* WHAT YOU WILL DO:
In the entries below, how many lines contain the word "create"? State the number and nothing more.

(Dataset entries)
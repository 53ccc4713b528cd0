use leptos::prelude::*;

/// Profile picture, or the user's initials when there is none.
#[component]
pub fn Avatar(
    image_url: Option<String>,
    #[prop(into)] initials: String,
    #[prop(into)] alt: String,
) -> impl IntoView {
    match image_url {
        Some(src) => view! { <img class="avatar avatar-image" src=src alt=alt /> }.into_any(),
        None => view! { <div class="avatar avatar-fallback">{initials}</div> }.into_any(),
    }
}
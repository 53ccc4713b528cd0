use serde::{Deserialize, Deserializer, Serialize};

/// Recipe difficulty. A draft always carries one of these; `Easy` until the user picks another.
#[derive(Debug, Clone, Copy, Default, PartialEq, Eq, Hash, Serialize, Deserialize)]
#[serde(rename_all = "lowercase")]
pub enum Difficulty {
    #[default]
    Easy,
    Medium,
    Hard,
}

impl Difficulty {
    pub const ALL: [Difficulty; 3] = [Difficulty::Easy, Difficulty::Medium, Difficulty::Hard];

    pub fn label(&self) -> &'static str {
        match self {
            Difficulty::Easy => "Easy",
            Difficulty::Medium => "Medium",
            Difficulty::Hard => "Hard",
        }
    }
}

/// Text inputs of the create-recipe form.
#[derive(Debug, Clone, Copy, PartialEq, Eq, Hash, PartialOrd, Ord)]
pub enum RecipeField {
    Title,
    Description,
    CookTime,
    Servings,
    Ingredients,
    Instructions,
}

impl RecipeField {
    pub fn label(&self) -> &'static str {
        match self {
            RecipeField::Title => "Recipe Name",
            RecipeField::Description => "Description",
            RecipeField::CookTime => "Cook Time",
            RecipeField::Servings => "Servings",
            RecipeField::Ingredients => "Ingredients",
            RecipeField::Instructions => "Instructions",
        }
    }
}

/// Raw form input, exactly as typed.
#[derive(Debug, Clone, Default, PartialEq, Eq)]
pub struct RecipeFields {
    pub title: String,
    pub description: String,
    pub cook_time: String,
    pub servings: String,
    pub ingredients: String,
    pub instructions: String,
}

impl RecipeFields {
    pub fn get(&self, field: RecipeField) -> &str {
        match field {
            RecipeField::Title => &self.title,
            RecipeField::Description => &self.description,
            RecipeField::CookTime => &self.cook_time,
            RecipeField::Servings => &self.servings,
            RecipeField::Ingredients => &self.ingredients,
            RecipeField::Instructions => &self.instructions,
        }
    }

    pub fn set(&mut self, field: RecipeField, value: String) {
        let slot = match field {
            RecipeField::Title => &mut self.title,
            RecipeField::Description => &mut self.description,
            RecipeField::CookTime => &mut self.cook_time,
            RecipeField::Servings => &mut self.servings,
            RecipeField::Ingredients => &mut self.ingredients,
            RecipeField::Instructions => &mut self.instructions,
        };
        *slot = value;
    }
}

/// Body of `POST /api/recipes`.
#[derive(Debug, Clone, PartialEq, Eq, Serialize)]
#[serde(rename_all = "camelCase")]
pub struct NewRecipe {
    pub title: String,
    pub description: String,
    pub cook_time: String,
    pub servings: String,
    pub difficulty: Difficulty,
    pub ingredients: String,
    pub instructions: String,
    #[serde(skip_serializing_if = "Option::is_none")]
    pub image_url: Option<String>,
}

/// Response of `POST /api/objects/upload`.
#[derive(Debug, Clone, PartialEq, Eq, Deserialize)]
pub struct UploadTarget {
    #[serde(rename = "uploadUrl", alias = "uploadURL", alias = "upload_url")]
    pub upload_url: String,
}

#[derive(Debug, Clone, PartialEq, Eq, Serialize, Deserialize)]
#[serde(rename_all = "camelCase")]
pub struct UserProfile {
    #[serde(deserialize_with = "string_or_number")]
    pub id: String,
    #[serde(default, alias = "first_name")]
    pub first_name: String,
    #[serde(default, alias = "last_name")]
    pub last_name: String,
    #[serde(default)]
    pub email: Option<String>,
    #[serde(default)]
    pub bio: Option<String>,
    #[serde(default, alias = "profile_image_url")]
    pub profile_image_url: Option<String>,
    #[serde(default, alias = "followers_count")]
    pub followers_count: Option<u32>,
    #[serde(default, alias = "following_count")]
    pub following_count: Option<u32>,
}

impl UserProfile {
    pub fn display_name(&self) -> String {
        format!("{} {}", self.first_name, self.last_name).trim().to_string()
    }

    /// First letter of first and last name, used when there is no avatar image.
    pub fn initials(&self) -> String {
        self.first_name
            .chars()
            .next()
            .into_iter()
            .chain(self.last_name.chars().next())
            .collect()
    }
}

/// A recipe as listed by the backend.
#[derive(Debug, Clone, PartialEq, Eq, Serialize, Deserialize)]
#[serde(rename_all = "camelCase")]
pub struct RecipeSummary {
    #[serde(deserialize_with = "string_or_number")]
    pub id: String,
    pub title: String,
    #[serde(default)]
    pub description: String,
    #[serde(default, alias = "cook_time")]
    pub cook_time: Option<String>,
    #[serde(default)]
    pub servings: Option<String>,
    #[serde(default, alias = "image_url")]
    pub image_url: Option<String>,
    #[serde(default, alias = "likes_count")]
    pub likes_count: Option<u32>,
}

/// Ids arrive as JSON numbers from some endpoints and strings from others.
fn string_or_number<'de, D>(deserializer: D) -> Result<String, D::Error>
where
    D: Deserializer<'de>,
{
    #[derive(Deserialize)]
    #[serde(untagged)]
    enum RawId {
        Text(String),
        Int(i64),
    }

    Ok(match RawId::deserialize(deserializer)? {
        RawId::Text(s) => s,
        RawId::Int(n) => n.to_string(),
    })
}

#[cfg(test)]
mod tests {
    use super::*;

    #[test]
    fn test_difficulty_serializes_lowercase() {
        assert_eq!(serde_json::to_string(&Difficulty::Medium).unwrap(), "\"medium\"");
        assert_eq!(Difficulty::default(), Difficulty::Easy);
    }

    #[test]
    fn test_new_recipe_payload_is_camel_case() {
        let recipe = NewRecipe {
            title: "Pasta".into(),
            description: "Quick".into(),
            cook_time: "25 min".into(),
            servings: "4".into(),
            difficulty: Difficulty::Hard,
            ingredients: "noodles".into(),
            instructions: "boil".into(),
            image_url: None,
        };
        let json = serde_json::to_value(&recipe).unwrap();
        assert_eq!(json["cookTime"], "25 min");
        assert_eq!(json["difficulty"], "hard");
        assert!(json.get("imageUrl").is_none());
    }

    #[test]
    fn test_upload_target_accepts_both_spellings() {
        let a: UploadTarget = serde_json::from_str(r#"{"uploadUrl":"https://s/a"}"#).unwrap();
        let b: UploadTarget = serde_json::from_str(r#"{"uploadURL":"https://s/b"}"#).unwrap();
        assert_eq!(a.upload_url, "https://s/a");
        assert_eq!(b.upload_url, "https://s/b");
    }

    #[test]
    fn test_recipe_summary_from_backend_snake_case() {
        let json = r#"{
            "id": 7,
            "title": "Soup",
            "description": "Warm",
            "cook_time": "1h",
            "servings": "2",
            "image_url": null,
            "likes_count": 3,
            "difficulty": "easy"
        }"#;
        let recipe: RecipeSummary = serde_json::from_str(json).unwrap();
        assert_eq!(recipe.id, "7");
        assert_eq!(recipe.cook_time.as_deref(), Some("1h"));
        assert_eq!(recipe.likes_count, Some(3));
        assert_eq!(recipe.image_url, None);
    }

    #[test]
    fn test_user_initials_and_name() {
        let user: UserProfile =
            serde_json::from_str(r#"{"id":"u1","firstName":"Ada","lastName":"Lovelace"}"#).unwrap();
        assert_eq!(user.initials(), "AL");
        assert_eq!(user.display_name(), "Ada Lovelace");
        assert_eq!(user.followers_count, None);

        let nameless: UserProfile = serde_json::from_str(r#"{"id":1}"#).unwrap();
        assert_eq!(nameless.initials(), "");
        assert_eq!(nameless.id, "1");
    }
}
---
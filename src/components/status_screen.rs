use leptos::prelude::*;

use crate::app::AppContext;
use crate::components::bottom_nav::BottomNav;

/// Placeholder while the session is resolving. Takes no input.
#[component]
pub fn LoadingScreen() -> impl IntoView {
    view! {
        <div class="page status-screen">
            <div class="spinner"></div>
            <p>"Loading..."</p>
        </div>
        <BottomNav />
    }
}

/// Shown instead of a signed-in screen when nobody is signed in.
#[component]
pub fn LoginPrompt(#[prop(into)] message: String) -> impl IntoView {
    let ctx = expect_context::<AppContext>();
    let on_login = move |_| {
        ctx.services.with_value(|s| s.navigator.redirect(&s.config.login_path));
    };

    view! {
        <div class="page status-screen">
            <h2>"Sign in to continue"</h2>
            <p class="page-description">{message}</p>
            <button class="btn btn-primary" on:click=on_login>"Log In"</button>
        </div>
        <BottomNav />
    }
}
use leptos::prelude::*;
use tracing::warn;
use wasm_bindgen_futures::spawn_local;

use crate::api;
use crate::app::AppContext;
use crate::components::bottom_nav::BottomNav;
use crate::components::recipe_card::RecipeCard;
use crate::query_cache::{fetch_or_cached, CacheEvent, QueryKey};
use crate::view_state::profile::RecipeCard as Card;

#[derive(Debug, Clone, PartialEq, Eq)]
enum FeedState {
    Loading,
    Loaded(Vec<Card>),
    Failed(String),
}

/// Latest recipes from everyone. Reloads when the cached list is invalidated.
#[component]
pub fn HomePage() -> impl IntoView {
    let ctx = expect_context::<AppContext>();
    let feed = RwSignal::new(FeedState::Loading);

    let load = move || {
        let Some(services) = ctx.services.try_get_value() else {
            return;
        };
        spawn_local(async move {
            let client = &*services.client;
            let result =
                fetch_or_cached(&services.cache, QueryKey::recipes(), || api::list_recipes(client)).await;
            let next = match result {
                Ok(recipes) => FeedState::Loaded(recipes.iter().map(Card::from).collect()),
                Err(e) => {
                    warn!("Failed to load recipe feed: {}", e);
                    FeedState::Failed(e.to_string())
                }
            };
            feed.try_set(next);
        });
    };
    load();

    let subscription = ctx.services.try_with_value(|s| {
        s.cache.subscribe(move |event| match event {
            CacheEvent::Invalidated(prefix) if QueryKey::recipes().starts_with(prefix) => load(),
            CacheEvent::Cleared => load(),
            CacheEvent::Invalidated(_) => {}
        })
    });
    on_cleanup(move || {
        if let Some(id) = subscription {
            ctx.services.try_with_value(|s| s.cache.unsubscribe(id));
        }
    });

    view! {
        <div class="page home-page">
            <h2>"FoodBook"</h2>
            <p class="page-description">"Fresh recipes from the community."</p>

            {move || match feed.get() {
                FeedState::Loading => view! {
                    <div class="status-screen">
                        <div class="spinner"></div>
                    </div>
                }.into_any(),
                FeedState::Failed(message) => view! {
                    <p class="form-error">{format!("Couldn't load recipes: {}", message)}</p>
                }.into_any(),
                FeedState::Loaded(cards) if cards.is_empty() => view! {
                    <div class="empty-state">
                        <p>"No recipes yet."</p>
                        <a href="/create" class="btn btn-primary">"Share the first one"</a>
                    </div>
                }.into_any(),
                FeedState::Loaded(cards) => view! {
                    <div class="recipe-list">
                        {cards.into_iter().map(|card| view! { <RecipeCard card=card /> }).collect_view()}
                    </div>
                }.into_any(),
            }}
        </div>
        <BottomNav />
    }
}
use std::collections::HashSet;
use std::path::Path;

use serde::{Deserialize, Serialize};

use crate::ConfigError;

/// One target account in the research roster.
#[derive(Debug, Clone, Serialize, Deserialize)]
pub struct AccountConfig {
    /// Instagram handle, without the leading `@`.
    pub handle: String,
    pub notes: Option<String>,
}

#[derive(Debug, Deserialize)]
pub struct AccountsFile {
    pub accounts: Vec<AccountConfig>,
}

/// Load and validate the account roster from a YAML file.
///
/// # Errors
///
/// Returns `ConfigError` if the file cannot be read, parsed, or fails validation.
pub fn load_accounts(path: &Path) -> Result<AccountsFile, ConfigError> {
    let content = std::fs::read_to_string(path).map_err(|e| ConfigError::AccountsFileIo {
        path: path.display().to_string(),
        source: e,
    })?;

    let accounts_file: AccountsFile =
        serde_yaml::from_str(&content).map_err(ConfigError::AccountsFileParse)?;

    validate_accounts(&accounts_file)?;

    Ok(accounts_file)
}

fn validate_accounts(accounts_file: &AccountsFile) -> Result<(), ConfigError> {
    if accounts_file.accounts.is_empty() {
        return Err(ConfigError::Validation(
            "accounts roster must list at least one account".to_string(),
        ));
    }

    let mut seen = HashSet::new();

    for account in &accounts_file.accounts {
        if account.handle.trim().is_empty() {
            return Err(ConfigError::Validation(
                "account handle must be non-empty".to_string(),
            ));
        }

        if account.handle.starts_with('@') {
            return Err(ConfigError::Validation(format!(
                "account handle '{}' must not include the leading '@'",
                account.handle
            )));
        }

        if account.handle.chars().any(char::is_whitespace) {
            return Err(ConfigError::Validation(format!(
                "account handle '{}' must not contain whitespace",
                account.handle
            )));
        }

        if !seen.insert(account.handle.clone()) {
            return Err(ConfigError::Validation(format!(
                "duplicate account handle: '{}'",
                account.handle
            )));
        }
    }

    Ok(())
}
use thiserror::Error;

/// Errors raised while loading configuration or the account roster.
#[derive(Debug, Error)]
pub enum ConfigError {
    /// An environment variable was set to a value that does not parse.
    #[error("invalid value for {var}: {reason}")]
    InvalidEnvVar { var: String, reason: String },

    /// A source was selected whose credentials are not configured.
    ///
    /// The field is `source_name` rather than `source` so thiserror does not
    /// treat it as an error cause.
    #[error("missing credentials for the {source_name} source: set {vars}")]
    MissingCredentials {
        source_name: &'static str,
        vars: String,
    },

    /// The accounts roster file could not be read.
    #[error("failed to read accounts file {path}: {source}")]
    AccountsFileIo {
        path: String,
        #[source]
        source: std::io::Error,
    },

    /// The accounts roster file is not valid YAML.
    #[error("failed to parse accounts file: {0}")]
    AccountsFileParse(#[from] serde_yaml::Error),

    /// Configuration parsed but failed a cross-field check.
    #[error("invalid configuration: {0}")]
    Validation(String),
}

* EXERCISE OUTPUT:
2